Exercise brief
Please return every line in the following data that includes the string "applying".

Input for this task
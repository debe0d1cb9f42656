//! Metrics collection for observability
//!
//! # Metrics
//!
//! - `token_submissions_committed_total{op}` - Calls applied to the ledger
//! - `token_submissions_rejected_total{op}` - Calls rejected before applying
//! - `token_events_emitted_total` - Events broadcast to observers
//! - `token_holders` - Accounts with a non-zero balance

use prometheus::{IntCounter, IntCounterVec, IntGauge, Opts, Registry};
use std::sync::Arc;

/// Metrics collector
///
/// Collectors live on a private registry, so several ledgers (or tests) in
/// one process do not collide.
#[derive(Clone)]
pub struct Metrics {
    /// Committed calls by operation
    pub committed: IntCounterVec,

    /// Rejected calls by operation
    pub rejected: IntCounterVec,

    /// Events emitted
    pub events_total: IntCounter,

    /// Current holder count
    pub holders: IntGauge,

    /// Prometheus registry
    pub registry: Arc<Registry>,
}

impl std::fmt::Debug for Metrics {
    fn fmt(&self, f: &mut std::fmt::Formatter<'_>) -> std::fmt::Result {
        f.debug_struct("Metrics")
            .field("events_total", &self.events_total.get())
            .field("holders", &self.holders.get())
            .finish()
    }
}

impl Metrics {
    /// Create new metrics collector
    pub fn new() -> prometheus::Result<Self> {
        let registry = Arc::new(Registry::new());

        let committed = IntCounterVec::new(
            Opts::new(
                "token_submissions_committed_total",
                "Calls applied to the ledger",
            ),
            &["op"],
        )?;
        registry.register(Box::new(committed.clone()))?;

        let rejected = IntCounterVec::new(
            Opts::new(
                "token_submissions_rejected_total",
                "Calls rejected before applying",
            ),
            &["op"],
        )?;
        registry.register(Box::new(rejected.clone()))?;

        let events_total = IntCounter::new("token_events_emitted_total", "Events emitted")?;
        registry.register(Box::new(events_total.clone()))?;

        let holders = IntGauge::new("token_holders", "Accounts with a non-zero balance")?;
        registry.register(Box::new(holders.clone()))?;

        Ok(Self {
            committed,
            rejected,
            events_total,
            holders,
            registry,
        })
    }

    /// Record a committed call and its events
    pub fn record_commit(&self, op: &str, events: usize) {
        self.committed.with_label_values(&[op]).inc();
        self.events_total.inc_by(events as u64);
    }

    /// Record a rejected call
    pub fn record_rejection(&self, op: &str) {
        self.rejected.with_label_values(&[op]).inc();
    }

    /// Update holder count
    pub fn set_holders(&self, holders: usize) {
        self.holders.set(holders as i64);
    }

    /// Get metrics registry
    pub fn registry(&self) -> &Registry {
        &self.registry
    }
}

#[cfg(test)]
mod tests {
    use super::*;

    #[test]
    fn test_metrics_creation() {
        let metrics = Metrics::new().unwrap();
        assert_eq!(metrics.events_total.get(), 0);
        assert_eq!(metrics.holders.get(), 0);

        // A second collector must not clash with the first.
        assert!(Metrics::new().is_ok());
    }

    #[test]
    fn test_record_commit_and_rejection() {
        let metrics = Metrics::new().unwrap();
        metrics.record_commit("mint", 2);
        metrics.record_commit("transfer", 1);
        metrics.record_rejection("mint");

        assert_eq!(metrics.committed.with_label_values(&["mint"]).get(), 1);
        assert_eq!(metrics.rejected.with_label_values(&["mint"]).get(), 1);
        assert_eq!(metrics.events_total.get(), 3);
        assert_eq!(metrics.registry().gather().len(), 4);
    }
}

Result for this exercise
//! - `token_submissions_rejected_total{op}` - Calls rejected before applying
                "Calls rejected before applying",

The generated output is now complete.